10 ways to annoy Cleon

Disclaimer:

Me: ok. Chapter done. I don't own Cleon or Tamora pierce…. Wait….

Me: Mum!

Mum: yeah?

Me: do I own Tamora pierce?

Mum: is she that strange lady that you have been keeping in your bedroom chained to your window.

Me: oh yea! Thanks mum

Me: ok. Scrap that. I do not own Cleon or Tamora pierces work but I do own Tamora pierce.

Kel: SO! You did one on Cleon now huh!?

Me: I would be careful what you say Kel….

Kel: why?

Me: I currently have your author locked up in my bed room. And at my say so she would write that you marry….. Ummmmmm…… how about….. Dom. No. Neal? No. I know! Lord Wyldon!

Kel: (face an ashy white) you wouldn't!

Me: I would!

Kel: Ok! Ok! (Backs away slowly)

Me: yay!

Score: perfect 1! Kel 1….000000000000 Alanna: 20000000000

Me: sigh…

Me: notices Kel climbing out of my window with Tamora pierce) what the hell are you doing?!

Kel: noooottthiiinnnggg……

Me: (notices Kel's glaive) gasp! Gurgle….

On with 10 ways to annoy Cleon!!!!!

10.) Being with Kel when he was betrothed….. Tsk tsk!

9.) Set him up with a jousting match with lord Wyldon. Tell him "GODS! You're going to die a virgin! Shall I get Kel to come and fix that for you?!" run. Fast

8.) Start calling him names like "pearl of my heart." And "mirage of delight"

7.) Laugh at him because his betrothed is small and he must bend double to kiss her. Remind him he didn't have to with Kel.
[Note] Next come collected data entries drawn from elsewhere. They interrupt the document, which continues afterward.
//! Foreign key dependency ordering.

use std::collections::{BTreeSet, HashMap};

use crate::core::{ForeignKey, Table};

/// Tables ordered referenced-before-referencing.
#[derive(Debug, Clone)]
pub struct DependencyOrder {
    /// Tables in emission order.
    pub tables: Vec<Table>,
    position: HashMap<String, usize>,
    cyclic: bool,
}

impl DependencyOrder {
    /// Order `tables` with Kahn's algorithm.
    ///
    /// Ties keep the input order. Tables caught in a cycle (a self-reference
    /// included) follow the acyclic ones, in input order.
    pub fn new(tables: Vec<Table>) -> Self {
        let index: HashMap<String, usize> = tables
            .iter()
            .enumerate()
            .map(|(i, t)| (t.name.to_lowercase(), i))
            .collect();

        let mut in_degree = vec![0usize; tables.len()];
        let mut dependents: Vec<Vec<usize>> = vec![Vec::new(); tables.len()];
        let mut cyclic = false;

        for (i, table) in tables.iter().enumerate() {
            let mut seen = BTreeSet::new();
            for fk in &table.foreign_keys {
                let Some(&parent) = index.get(&fk.ref_table.to_lowercase()) else {
                    continue;
                };
                if parent == i {
                    cyclic = true;
                    continue;
                }
                if seen.insert(parent) {
                    in_degree[i] += 1;
                    dependents[parent].push(i);
                }
            }
        }

        let mut ready: BTreeSet<usize> = (0..tables.len()).filter(|&i| in_degree[i] == 0).collect();
        let mut order = Vec::with_capacity(tables.len());
        while let Some(i) = ready.pop_first() {
            order.push(i);
            for &child in &dependents[i] {
                in_degree[child] -= 1;
                if in_degree[child] == 0 {
                    ready.insert(child);
                }
            }
        }

        if order.len() < tables.len() {
            cyclic = true;
            let placed: BTreeSet<usize> = order.iter().copied().collect();
            order.extend((0..tables.len()).filter(|i| !placed.contains(i)));
        }

        let mut slots: Vec<Option<Table>> = tables.into_iter().map(Some).collect();
        let tables: Vec<Table> = order.iter().filter_map(|&i| slots[i].take()).collect();
        let position = tables
            .iter()
            .enumerate()
            .map(|(i, t)| (t.name.to_lowercase(), i))
            .collect();

        Self {
            tables,
            position,
            cyclic,
        }
    }

    /// True when some foreign key points at its own table or a later one.
    pub fn has_cycle(&self) -> bool {
        self.cyclic
    }

    /// True when `fk` of `table` cannot be declared at creation time because
    /// its referenced table is not created yet.
    ///
    /// Foreign keys to tables outside the set are never deferred.
    pub fn is_deferred(&self, table: &Table, fk: &ForeignKey) -> bool {
        let own = self.position.get(&table.name.to_lowercase());
        let referenced = self.position.get(&fk.ref_table.to_lowercase());
        match (own, referenced) {
            (Some(own), Some(referenced)) => referenced >= own,
            _ => false,
        }
    }

    pub fn names(&self) -> Vec<&str> {
        self.tables.iter().map(|t| t.name.as_str()).collect()
    }
}

#[cfg(test)]
mod tests {
    use super::*;
    use crate::core::{Column, LogicalType};

    fn table(name: &str, refs: &[&str]) -> Table {
        let mut t = Table::new(name)
            .column(Column::new("id", LogicalType::Integer).not_null())
            .primary_key(["id"]);
        for r in refs {
            let col = format!("{}_id", r);
            t = t
                .column(Column::new(col.clone(), LogicalType::Integer))
                .foreign_key(ForeignKey::new(vec![col], *r, vec!["id".to_string()]));
        }
        t
    }

    #[test]
    fn test_referenced_tables_come_first() {
        let order = DependencyOrder::new(vec![
            table("tasks", &["projects", "users"]),
            table("projects", &["users"]),
            table("users", &[]),
            table("tags", &[]),
        ]);
        assert_eq!(order.names(), vec!["users", "tags", "projects", "tasks"]);
        assert!(!order.has_cycle());

        let tasks = &order.tables[3];
        assert!(!order.is_deferred(tasks, &tasks.foreign_keys[0]));
    }

    #[test]
    fn test_self_reference_is_a_cycle() {
        let order = DependencyOrder::new(vec![table("employees", &["employees"])]);
        assert!(order.has_cycle());
        let t = &order.tables[0];
        assert!(order.is_deferred(t, &t.foreign_keys[0]));
    }

    #[test]
    fn test_mutual_references_are_appended() {
        let order = DependencyOrder::new(vec![
            table("a", &["b"]),
            table("b", &["a"]),
            table("root", &[]),
        ]);
        assert!(order.has_cycle());
        assert_eq!(order.names(), vec!["root", "a", "b"]);

        let a = &order.tables[1];
        let b = &order.tables[2];
        assert!(order.is_deferred(a, &a.foreign_keys[0]));
        assert!(!order.is_deferred(b, &b.foreign_keys[0]));
    }

    #[test]
    fn test_external_references_are_ignored() {
        let order = DependencyOrder::new(vec![table("orders", &["customers"])]);
        assert!(!order.has_cycle());
        let t = &order.tables[0];
        assert!(!order.is_deferred(t, &t.foreign_keys[0]));
    }
}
6.) Tell him you brought him a friend his own height.

Bring out a giant.

5.) Tell his betrothed that he was with Kel. Watch the fireworks

4.) Tell his mother that he was with Kel. Watch the fireworks.

3.) Tell Cleon what you told his mother and betrothed

Note: It is advised you do not hang around to watch the fireworks….

2.) Ask him what magic potion he used to turn his eyes grey and is the ugliness an unforseen side affect?

1.) State your theory that Kel loved him because he gave her love potions. That's why she didn't love him when they were separated for ages.